What Changed and Why It Worked

Self-Contained Experiments

Each experiment lived in its own directory with minimal dependencies. Researchers could understand the entire codebase in minutes, not hours.

Copy-Paste Friendly

Instead of inheritance and abstractions, we embraced duplication. Want to try a different model? Copy the experiment folder and modify it. This felt wrong as a software engineer, but it worked incredibly well for research.

Flat Structure

experiments/
├── sentiment_analysis/
│   ├── model.py
│   ├── train.py
│   └── requirements.txt
├── text_generation/
│   ├── model.py
│   ├── train.py
│   └── requirements.txt
└── question_answering/
    ├── model.py
    ├── train.py
    └── requirements.txt

Explicit Over Clever

# Instead of this "clever" factory pattern:
def create_optimizer(name, params, lr):
    optimizers = {
        'adam': torch.optim.Adam,
        'sgd': torch.optim.SGD,
        'adamw': torch.optim.AdamW,
    }
    return optimizers[name](params, lr=lr)

# We did this:
optimizer = torch.optim.Adam(model.parameters(), lr=2e-5)

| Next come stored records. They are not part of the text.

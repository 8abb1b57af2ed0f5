//! Test plan resolution from the configuration file and command-line flags

use crate::{
    cli::Cli,
    config::loader::load_suite_config,
    defaults,
    error::{AppError, Result},
    models::TestDefinition,
};
use std::path::{Path, PathBuf};

/// Where the configuration file is expected
#[derive(Debug, Clone, PartialEq, Eq)]
pub struct ConfigSource {
    pub path: PathBuf,
    /// Given by the user rather than assumed; a missing explicit file is fatal
    pub explicit: bool,
}

impl ConfigSource {
    /// The default path, silently skipped when absent
    pub fn default_path() -> Self {
        Self {
            path: PathBuf::from(defaults::DEFAULT_CONFIG_PATH),
            explicit: false,
        }
    }

    pub fn explicit<P: Into<PathBuf>>(path: P) -> Self {
        Self {
            path: path.into(),
            explicit: true,
        }
    }
}

/// Single test described entirely by flags
#[derive(Debug, Clone, PartialEq, Eq)]
pub struct AdHocTest {
    pub host: Option<String>,
    pub operation: Option<String>,
    pub size: Option<String>,
    pub repeat: i64,
    pub timeout: Option<String>,
}

impl Default for AdHocTest {
    fn default() -> Self {
        Self {
            host: None,
            operation: None,
            size: None,
            repeat: 1,
            timeout: None,
        }
    }
}

impl AdHocTest {
    /// The host and synthesized definition, when host, operation and size
    /// are all given
    pub fn definition(&self) -> Option<(String, TestDefinition)> {
        let present = |value: &Option<String>| value.clone().filter(|v| !v.is_empty());

        let host = present(&self.host)?;
        let operation = present(&self.operation)?;
        let size = present(&self.size)?;

        let mut test = TestDefinition::new(
            format!("default test {} {}", operation, size),
            operation,
            self.repeat,
            size,
        );
        test.timeout = self.timeout.clone();
        Some((host, test))
    }
}

/// The merged work list for one run
#[derive(Debug, Clone, Default, PartialEq)]
pub struct TestPlan {
    pub hosts: Vec<String>,
    pub tests: Vec<TestDefinition>,
    /// Configuration file that seeded the plan, if any
    pub loaded_from: Option<PathBuf>,
    /// Name of the test synthesized from flags, if any
    pub ad_hoc_test: Option<String>,
}

/// Merge the configuration file and the flag-defined test into one plan.
///
/// Fails before any network activity when an explicit configuration file is
/// missing or unreadable, or when the merged plan has no tests or no hosts.
pub fn resolve_plan(source: &ConfigSource, ad_hoc: &AdHocTest) -> Result<TestPlan> {
    let mut plan = TestPlan::default();

    if config_exists(&source.path) {
        let config = load_suite_config(&source.path)?;
        plan.hosts = config.hosts;
        plan.tests = config.tests;
        plan.loaded_from = Some(source.path.clone());
    } else if source.explicit {
        return Err(AppError::config_not_found(source.path.display().to_string()));
    }

    if let Some((host, test)) = ad_hoc.definition() {
        plan.ad_hoc_test = Some(test.name.clone());
        plan.tests.push(test);
        if !plan.hosts.contains(&host) {
            plan.hosts.push(host);
        }
    }

    if plan.tests.is_empty() {
        return Err(AppError::NoTestsSpecified);
    }
    if plan.hosts.is_empty() {
        return Err(AppError::NoHostsSpecified);
    }

    Ok(plan)
}

fn config_exists(path: &Path) -> bool {
    std::fs::metadata(path).is_ok()
}

/// Configuration parser that turns command-line arguments into a plan
pub struct ConfigParser {
    cli: Cli,
}

impl ConfigParser {
    /// Create a new configuration parser with CLI arguments
    pub fn new(cli: Cli) -> Self {
        Self { cli }
    }

    pub fn source(&self) -> ConfigSource {
        match &self.cli.config {
            Some(path) => ConfigSource::explicit(path.clone()),
            None => ConfigSource::default_path(),
        }
    }

    pub fn ad_hoc(&self) -> AdHocTest {
        AdHocTest {
            host: self.cli.host.clone(),
            operation: self.cli.op.clone(),
            size: self.cli.size.clone(),
            repeat: self.cli.repeat,
            timeout: self.cli.timeout.clone(),
        }
    }

    /// Parse and build the complete plan
    pub fn parse(&self) -> Result<TestPlan> {
        resolve_plan(&self.source(), &self.ad_hoc())
    }
}

/// Convenience function to load the complete plan from CLI arguments
pub fn load_plan(cli: Cli) -> Result<TestPlan> {
    ConfigParser::new(cli).parse()
}

/// Display plan summary for debug purposes
pub fn display_plan_summary(plan: &TestPlan) -> String {
    let mut summary = Vec::new();

    match &plan.loaded_from {
        Some(path) => summary.push(format!("Config: {}", path.display())),
        None => summary.push("Config: (none)".to_string()),
    }
    summary.push(format!("Hosts: {}", plan.hosts.join(", ")));
    summary.push(format!("Tests: {}", plan.tests.len()));
    for test in &plan.tests {
        summary.push(format!(
            "  - {} ({} {} x{})",
            test.name, test.operation, test.size, test.repeat
        ));
    }

    summary.join("\n")
}
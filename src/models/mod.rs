//! Data models and structures for the access checker

pub mod config;
pub mod metrics;

// Re-export main model types
pub use config::{Operation, SuiteConfig, TestDefinition, ValidatedTest};
pub use metrics::AttemptResult;
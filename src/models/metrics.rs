//! Per-attempt result data model

use crate::error::AttemptError;
use chrono::{DateTime, Utc};
use std::time::Duration;

/// Outcome of one (test, host, attempt) combination
#[derive(Debug)]
pub struct AttemptResult {
    pub test_name: String,
    pub host: String,
    /// 1-based attempt index
    pub attempt: u32,
    pub success: bool,
    /// Exchange time; zero unless a round trip completed
    pub duration: Duration,
    /// Payload bytes moved; zero on failure
    pub bytes: u64,
    pub error: Option<AttemptError>,
    pub timestamp: DateTime<Utc>,
}

impl AttemptResult {
    /// Create a successful attempt
    pub fn success(test_name: &str, host: &str, attempt: u32, duration: Duration, bytes: u64) -> Self {
        Self {
            test_name: test_name.to_string(),
            host: host.to_string(),
            attempt,
            success: true,
            duration,
            bytes,
            error: None,
            timestamp: Utc::now(),
        }
    }

    /// Create a failed attempt, keeping the duration of a completed but
    /// invalid round trip
    pub fn failure(test_name: &str, host: &str, attempt: u32, error: AttemptError) -> Self {
        Self {
            test_name: test_name.to_string(),
            host: host.to_string(),
            attempt,
            success: false,
            duration: error.elapsed().unwrap_or_default(),
            bytes: 0,
            error: Some(error),
            timestamp: Utc::now(),
        }
    }

    pub fn error_kind(&self) -> Option<&'static str> {
        self.error.as_ref().map(AttemptError::kind)
    }

    /// Throughput in MiB/s for a successful attempt with a measurable duration
    pub fn throughput_mib_s(&self) -> Option<f64> {
        let secs = self.duration.as_secs_f64();
        if self.success && secs > 0.0 {
            Some(crate::size::to_mib(self.bytes) / secs)
        } else {
            None
        }
    }
}
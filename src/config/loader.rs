//! YAML configuration file loading

use crate::{
    error::{AppError, Result},
    models::SuiteConfig,
};
use std::path::Path;

/// Read and parse a suite configuration file.
///
/// An empty document yields an empty configuration.
pub fn load_suite_config(path: &Path) -> Result<SuiteConfig> {
    let content = std::fs::read_to_string(path).map_err(|e| {
        AppError::config(format!("failed to read config file {}: {}", path.display(), e))
    })?;

    parse_suite_config(&content)
        .map_err(|e| AppError::parse(format!("failed to parse {}: {}", path.display(), e)))
}

/// Parse a suite configuration from YAML text
pub fn parse_suite_config(content: &str) -> std::result::Result<SuiteConfig, serde_yaml::Error> {
    if content.trim().is_empty() {
        return Ok(SuiteConfig::default());
    }
    serde_yaml::from_str(content)
}
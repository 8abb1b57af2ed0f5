//! Performance benchmarks for the access checker
//!
//! Covers the hot paths that run per attempt or per result: size parsing,
//! payload hashing, one full codec exchange over an in-memory stream, and
//! summary aggregation.

use access_checker::{
    cli::Cli,
    config::{validate_test, ConfigParser},
    error::AttemptError,
    models::{AttemptResult, TestDefinition},
    protocol::{self, digest},
    size::parse_size,
    stats::RunSummary,
};
use clap::Parser;
use criterion::{criterion_group, criterion_main, BenchmarkId, Criterion, Throughput};
use std::hint::black_box;
use std::time::Duration;
use tokio::runtime::Runtime;

/// Create sample attempt results with a 10% failure rate
fn create_sample_results(count: usize) -> Vec<AttemptResult> {
    (0..count)
        .map(|i| {
            let test = format!("test-{}", i % 5);
            let host = format!("10.0.0.{}:9000", i % 3);
            let attempt = (i % 10) as u32 + 1;
            if i % 10 == 0 {
                AttemptResult::failure(&test, &host, attempt, AttemptError::Timeout(Duration::from_secs(10)))
            } else {
                AttemptResult::success(
                    &test,
                    &host,
                    attempt,
                    Duration::from_millis(10 + i as u64 % 90),
                    1024 * 1024,
                )
            }
        })
        .collect()
}

/// Benchmark size specification parsing
fn benchmark_size_parsing(c: &mut Criterion) {
    let mut group = c.benchmark_group("size_parsing");

    group.bench_function("parse_valid_sizes", |b| {
        let specs = ["1KB", "512KB", "1MB", "16MB", "1024", "100B"];
        b.iter(|| {
            for spec in specs {
                black_box(parse_size(black_box(spec)).ok());
            }
        });
    });

    group.bench_function("reject_invalid_sizes", |b| {
        let specs = ["abc", "17MB", "1GB", "-1KB", ""];
        b.iter(|| {
            for spec in specs {
                black_box(parse_size(black_box(spec)).err());
            }
        });
    });

    group.bench_function("validate_test", |b| {
        let test = TestDefinition::new("bench", "download", 0, "16MB").with_timeout("5s");
        b.iter(|| black_box(validate_test(black_box(&test)).ok()));
    });

    group.finish();
}

/// Benchmark plan resolution from command-line flags
fn benchmark_config_parsing(c: &mut Criterion) {
    let mut group = c.benchmark_group("config_parsing");

    group.bench_function("parse_cli_args", |b| {
        let args = [
            "access-checker",
            "--host", "127.0.0.1:9000",
            "--op", "download",
            "--size", "1MB",
            "--repeat", "5",
        ];
        b.iter(|| black_box(Cli::try_parse_from(black_box(args)).ok()));
    });

    group.bench_function("ad_hoc_definition", |b| {
        let cli = Cli::parse_from(["access-checker", "--host", "h:1", "--op", "upload", "--size", "1KB"]);
        let parser = ConfigParser::new(cli);
        b.iter(|| black_box(parser.ad_hoc().definition()));
    });

    group.finish();
}

/// Benchmark payload hashing and a full exchange over an in-memory duplex stream
fn benchmark_codec(c: &mut Criterion) {
    let mut group = c.benchmark_group("codec");
    let runtime = Runtime::new().expect("failed to start tokio runtime");

    for size in [1024usize, 64 * 1024, 1024 * 1024] {
        let payload = vec![0x5Au8; size];
        group.throughput(Throughput::Bytes(size as u64));

        group.bench_with_input(BenchmarkId::new("sha256", size), &payload, |b, payload| {
            b.iter(|| black_box(digest(black_box(payload))));
        });

        group.bench_with_input(BenchmarkId::new("download_exchange", size), &size, |b, &size| {
            b.iter(|| {
                runtime.block_on(async {
                    let (mut client, mut server) = tokio::io::duplex(256 * 1024);
                    let serve = tokio::spawn(async move { protocol::respond(&mut server).await });
                    let outcome = protocol::download(&mut client, size as u32).await;
                    let _ = serve.await;
                    black_box(outcome.ok())
                })
            });
        });

        group.bench_with_input(BenchmarkId::new("upload_exchange", size), &payload, |b, payload| {
            b.iter(|| {
                runtime.block_on(async {
                    let (mut client, mut server) = tokio::io::duplex(256 * 1024);
                    let serve = tokio::spawn(async move { protocol::respond(&mut server).await });
                    let outcome = protocol::upload_payload(&mut client, payload).await;
                    let _ = serve.await;
                    black_box(outcome.ok())
                })
            });
        });
    }

    group.finish();
}

/// Benchmark summary aggregation
fn benchmark_aggregation(c: &mut Criterion) {
    let mut group = c.benchmark_group("aggregation");

    for size in [10usize, 100, 1000, 10000] {
        let results = create_sample_results(size);
        group.bench_with_input(BenchmarkId::new("run_summary", size), &results, |b, results| {
            b.iter(|| black_box(RunSummary::from_results(black_box(results))));
        });
    }

    group.finish();
}

criterion_group!(
    benches,
    benchmark_size_parsing,
    benchmark_config_parsing,
    benchmark_codec,
    benchmark_aggregation,
);

criterion_main!(benches);
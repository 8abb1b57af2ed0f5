//! Configuration management module

pub mod loader;
pub mod parser;
pub mod validation;

// Re-export main functionality
pub use loader::{load_suite_config, parse_suite_config};
pub use parser::{
    display_plan_summary, load_plan, resolve_plan, AdHocTest, ConfigParser, ConfigSource, TestPlan,
};
pub use validation::{check_hosts, parse_timeout, validate_test, ValidationLevel, ValidationWarning};

// Re-export from models for convenience
pub use crate::models::{SuiteConfig, TestDefinition};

When Design Patterns Still Make Sense

I’m not advocating for abandoning all software engineering principles. Design patterns still have their place in ML projects when:

You have a stable team that works on the same codebase long-term
The codebase is production-critical and needs robust error handling
You’re building ML infrastructure rather than running experiments

For production ML systems, you absolutely want proper abstractions:

# This makes sense for production systems
class ProductionModelService:
    def __init__(self, model_registry: ModelRegistry,
                 feature_store: FeatureStore):
        self.model_registry = model_registry
        self.feature_store = feature_store

    def predict(self, request: PredictionRequest) -> PredictionResponse:
        model = self.model_registry.get_model(request.model_id)
        features = self.feature_store.get_features(request.feature_keys)
        return model.predict(features)

The Lesson: Match Your Architecture to Your Team

The key insight is that software architecture should match your team’s workflow, not the other way around. For researchers who context-switch frequently:

Simplicity beats cleverness
Explicitness beats abstraction
Copy-paste beats inheritance
Self-contained beats modular

Your codebase should reduce cognitive load, not increase it. Sometimes the “worst” code from a software engineering perspective is the best code for your team’s productivity.

Conclusion

Good software engineering practices are tools, not rules. When working with researchers, data scientists, or anyone who frequently switches contexts, consider whether your abstractions are helping or hurting. Sometimes the most maintainable code is the code that’s easiest to understand when you return to it months later.

The goal isn’t to write the most elegant code—it’s to enable your team to do their best work with the least friction.